Hizo una pausa. Detrás del ejército, había gente en el adarve de las murallas de la ciudad de Cairhien: niños, mujeres y personas mayores que iban armados con cuchillos de cocina y ollas para arrojarlos desde allí si los trollocs destruían el ejército y atacaban la ciudad. Apenas había quedado tiempo para ponerse en contacto con ellos; una fuerza mínima de soldados guardaba la ciudad. Ahora, las figuras lejanas de los refugiados se acurrucaron, apiñadas entre sí, a medida que la oscuridad engullía el cielo.

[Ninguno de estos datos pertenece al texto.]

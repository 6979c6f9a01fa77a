use std::process::ExitCode;

use anyhow::Result;
use clap::Parser;

use deepyami::cli::commands::translate::{self, ProofreadOptions, RequestFailed, TranslateOptions};
use deepyami::cli::commands::{check, configure, interactive, models, styles};
use deepyami::cli::{Args, Command};
use deepyami::output::{self, OutputConfig};
use deepyami::style::StyleError;
use deepyami::translation::{ConfigurationError, print_languages};
use deepyami::ui::Style;

#[tokio::main]
async fn main() -> ExitCode {
    let args = Args::parse();

    output::init(OutputConfig {
        quiet: args.quiet,
        verbose: args.verbose,
        no_color: args.no_color || OutputConfig::default().no_color,
    });

    match run(args).await {
        Ok(()) => ExitCode::SUCCESS,
        Err(e) => {
            eprintln!("{} {e:#}", Style::error("Error:"));
            ExitCode::from(exit_code_for(&e))
        }
    }
}

async fn run(args: Args) -> Result<()> {
    match args.command {
        Some(Command::Proofread { file, request }) => {
            translate::run_proofread(ProofreadOptions { file, request }).await
        }
        Some(Command::Check { model }) => check::run_check(model).await,
        Some(Command::Interactive { to, style, model }) => {
            interactive::run_interactive(interactive::InteractiveOptions { to, style, model }).await
        }
        Some(Command::Configure { show }) => {
            if show {
                configure::show_config()
            } else {
                configure::run_configure()
            }
        }
        Some(Command::Models) => models::print_models(),
        Some(Command::Languages) => {
            print_languages();
            Ok(())
        }
        Some(Command::Styles) => styles::list_styles(),
        None => {
            translate::run_translate(TranslateOptions {
                file: args.file,
                to: args.to,
                request: args.request,
            })
            .await
        }
    }
}

fn exit_code_for(error: &anyhow::Error) -> u8 {
    let code = if error.downcast_ref::<ConfigurationError>().is_some() {
        exitcode::CONFIG
    } else if error.downcast_ref::<StyleError>().is_some() {
        exitcode::USAGE
    } else if error.downcast_ref::<RequestFailed>().is_some() {
        exitcode::UNAVAILABLE
    } else {
        1
    };
    u8::try_from(code).unwrap_or(1)
}
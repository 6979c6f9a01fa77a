//! XDG-style path resolution for the configuration directory.
//!
//! XDG conventions are preferred over OS-specific locations, so macOS
//! users also get `~/.config/deepyami`.

use std::path::PathBuf;

use anyhow::{Context, Result};

const APP_DIR: &str = "deepyami";

/// Returns the configuration directory for deepyami.
///
/// Resolution order:
/// 1. `$XDG_CONFIG_HOME/deepyami` if `XDG_CONFIG_HOME` is set and non-empty
/// 2. `~/.config/deepyami` otherwise
pub fn config_dir() -> Result<PathBuf> {
    if let Ok(xdg) = std::env::var("XDG_CONFIG_HOME")
        && !xdg.is_empty()
    {
        return Ok(PathBuf::from(xdg).join(APP_DIR));
    }

    let home = dirs::home_dir().context("Failed to determine home directory")?;
    Ok(home.join(".config").join(APP_DIR))
}

/// Returns the path of `config.toml`.
pub fn config_file() -> Result<PathBuf> {
    Ok(config_dir()?.join("config.toml"))
}
use inquire::InquireError;

mod spinner;
mod style;

pub use spinner::Spinner;
pub use style::Style;

/// Treats Escape and Ctrl+C at a prompt as "no answer" instead of an error.
pub trait PromptResultExt<T> {
    /// `Ok(None)` when the user dismissed the prompt.
    fn or_dismissed(self) -> Result<Option<T>, InquireError>;
}

impl<T> PromptResultExt<T> for Result<T, InquireError> {
    fn or_dismissed(self) -> Result<Option<T>, InquireError> {
        match self {
            Ok(answer) => Ok(Some(answer)),
            Err(InquireError::OperationCanceled | InquireError::OperationInterrupted) => Ok(None),
            Err(e) => Err(e),
        }
    }
}
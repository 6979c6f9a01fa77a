//! Color and formatting helpers for terminal output.
//!
//! Every helper falls back to plain text when colors are disabled with
//! `--no-color` or `NO_COLOR`.

use owo_colors::OwoColorize;
use std::fmt::Display;

use crate::output;

/// Styles for different semantic elements.
pub struct Style;

impl Style {
    fn paint<T: Display>(text: T, painted: impl FnOnce(&T) -> String) -> String {
        if output::is_no_color() {
            text.to_string()
        } else {
            painted(&text)
        }
    }

    /// Section headers, e.g. "Configuration".
    pub fn header<T: Display>(text: T) -> String {
        Self::paint(text, |t| t.bold().to_string())
    }

    /// Keys in key/value listings.
    pub fn label<T: Display>(text: T) -> String {
        Self::paint(text, |t| t.dimmed().to_string())
    }

    /// Model identifiers, style keys, language tags.
    pub fn value<T: Display>(text: T) -> String {
        Self::paint(text, |t| t.cyan().to_string())
    }

    pub fn secondary<T: Display>(text: T) -> String {
        Self::paint(text, |t| t.dimmed().to_string())
    }

    pub fn success<T: Display>(text: T) -> String {
        Self::paint(text, |t| t.green().to_string())
    }

    pub fn error<T: Display>(text: T) -> String {
        Self::paint(text, |t| t.red().bold().to_string())
    }

    pub fn warning<T: Display>(text: T) -> String {
        Self::paint(text, |t| t.yellow().to_string())
    }

    /// Slash commands, e.g. "/swap".
    pub fn command<T: Display>(text: T) -> String {
        Self::paint(text, |t| t.green().to_string())
    }

    /// Language codes.
    pub fn code<T: Display>(text: T) -> String {
        Self::paint(text, |t| t.yellow().to_string())
    }

    pub fn hint<T: Display>(text: T) -> String {
        Self::paint(text, |t| t.dimmed().italic().to_string())
    }

    /// Marker for the configured default in listings.
    pub fn default_marker() -> String {
        Self::secondary("(default)")
    }

    pub fn version<T: Display>(text: T) -> String {
        Self::secondary(text)
    }
}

Esas murallas ofrecían una seguridad engañosa; tenían poca importancia cuando el enemigo contaba con Señores del Espanto. Elayne debía derrotar rápidamente al ejército trolloc, no refugiarse y permitir que al enemigo le llegara el refuerzo de un contingente mayor desde el sur.
—¡Se supone que debo daros seguridad! —les gritó a los hombres—. ¡Pero no puedo! No os diré que el mundo sobrevivirá, que la Luz prevalecerá. Hacerlo eliminaría la responsabilidad.
»¡Afrontar esto es nuestro deber! Nuestra sangre, la que se derramará hoy. Hemos venido aquí a luchar. ¡Si no lo hacemos, entonces la tierra morirá! La Luz caerá ante la Sombra. Hoy no es un día de hacer promesas vanas. ¡Nuestra sangre! Nuestra sangre es el fuego que alienta dentro de nosotros. Hoy nuestra sangre debe llevarnos a derrotar a la Sombra.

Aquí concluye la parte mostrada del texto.